The agency outlined seven points, all of which must be considered in the development of each mine’s own plan, all of which are to be submitted to the operation’s district office by August 14. They include:
All mines must install communications technology for post-accident use that is “likely to survive an accident”
All mines must have a tracking system to locate all underground personnel before an accident (to verify their last known locations until post-accident tracking technology is developed);
All mines must maintain “breathable air” rescuer storage for escaping or trapped workers;
All mines must have lifelines installed to assist workers in escape efforts in poor visual conditions;
All mines must conduct evacuation training as well as SCSR hands-on instruction for all underground personnel;
All mines must develop a post-accident plan for promptly notifying the proper personnel and emergency responders;
All mines must have materials stored that will provide shelter and sustain miners trapped after an accident.

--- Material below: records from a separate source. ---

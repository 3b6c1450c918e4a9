// Copyright (c) 2025 Steve Wagner (ciroque@live.com)
// SPDX-License-Identifier: MIT

use serde::{Deserialize, Serialize};
use std::collections::HashMap;

/// Maximum number of characters of extracted text kept on a record.
pub const DEFAULT_EXCERPT_CHARS: usize = 500;

/// One dataset entry: a unique key and the locator its bytes live at.
#[derive(Debug, Clone, PartialEq, Eq)]
pub struct DatasetEntry {
    pub pdf_key: String,
    pub url: String,
}

impl DatasetEntry {
    pub fn new(pdf_key: impl Into<String>, url: impl Into<String>) -> Self {
        Self {
            pdf_key: pdf_key.into(),
            url: url.into(),
        }
    }
}

/// Newtype wrapper for the dataset, in dispatch order.
#[derive(Debug, Clone, Default, PartialEq, Eq)]
pub struct Dataset(pub Vec<DatasetEntry>);

impl Dataset {
    pub fn new() -> Self {
        Self(Vec::new())
    }

    pub fn with_capacity(capacity: usize) -> Self {
        Self(Vec::with_capacity(capacity))
    }

    /// Append an entry without checking for an existing key. Callers feeding
    /// keys that may repeat go through `collect()` instead.
    pub fn push(&mut self, entry: DatasetEntry) {
        self.0.push(entry);
    }

    pub fn len(&self) -> usize {
        self.0.len()
    }

    pub fn is_empty(&self) -> bool {
        self.0.is_empty()
    }

    pub fn iter(&self) -> impl Iterator<Item = &DatasetEntry> {
        self.0.iter()
    }
}

/// A repeated key replaces the earlier entry's locator in place, so keys stay
/// unique and keep the position they were first seen at.
impl<K: Into<String>, V: Into<String>> FromIterator<(K, V)> for Dataset {
    fn from_iter<I: IntoIterator<Item = (K, V)>>(iter: I) -> Self {
        let iter = iter.into_iter();
        let mut dataset = Dataset::with_capacity(iter.size_hint().0);
        let mut positions: HashMap<String, usize> = HashMap::with_capacity(iter.size_hint().0);

        for (key, url) in iter {
            let entry = DatasetEntry::new(key, url);
            match positions.get(&entry.pdf_key) {
                Some(&index) => dataset.0[index] = entry,
                None => {
                    positions.insert(entry.pdf_key.clone(), dataset.len());
                    dataset.push(entry);
                }
            }
        }
        dataset
    }
}

/// Persisted result of processing one dataset entry. Never mutated once stored.
#[derive(Debug, Clone, PartialEq, Eq, Serialize, Deserialize)]
pub struct ProcessedRecord {
    pub pdf_key: String,
    pub url: String,
    pub summary: String,
    /// Ranking order, at most the configured keyword limit.
    pub keywords: Vec<String>,
    /// Leading characters of the extracted text.
    pub text_excerpt: String,
}

/// First `max_chars` characters of `text` (characters, not bytes).
pub fn excerpt(text: &str, max_chars: usize) -> String {
    text.chars().take(max_chars).collect()
}

#[cfg(test)]
mod tests {
    use super::*;

    #[test]
    fn test_excerpt_counts_characters() {
        assert_eq!(excerpt("héllo wörld", 7), "héllo w");
        assert_eq!(excerpt("short", 500), "short");
        assert_eq!(excerpt("", 10), "");
    }

    #[test]
    fn test_dataset_keeps_order_and_unique_keys() {
        let dataset: Dataset = vec![("b", "u1"), ("a", "u2"), ("b", "u3")].into_iter().collect();
        assert_eq!(
            dataset.0,
            vec![DatasetEntry::new("b", "u3"), DatasetEntry::new("a", "u2")]
        );
    }

    #[test]
    fn test_collect_large_dataset_with_repeats() {
        let pairs = (0..60_000).map(|i| (format!("doc{}", i % 40_000), format!("u{}", i)));

        let dataset: Dataset = pairs.collect();

        assert_eq!(dataset.len(), 40_000);
        assert_eq!(dataset.0[0], DatasetEntry::new("doc0", "u40000"));
        assert_eq!(dataset.0[39_999], DatasetEntry::new("doc39999", "u39999"));
        assert_eq!(dataset.0[19_999], DatasetEntry::new("doc19999", "u59999"));
    }
}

MSHA’s acting administrator emphasized the importance of the new requirements, saying: “All underground coal mines must have the materials necessary to save and preserve lives after a serious accident.”
The MINER Act, also known as the Mine Improvement and New Emergency Response Act of 2006, was signed into law by President George Bush on June 15 and has been hailed as the most significant mine safety legislation in 30 years.
An amendment of the Mine Safety and Health Act of 1977, it contains a number of provisions to improve safety and health in America's mines.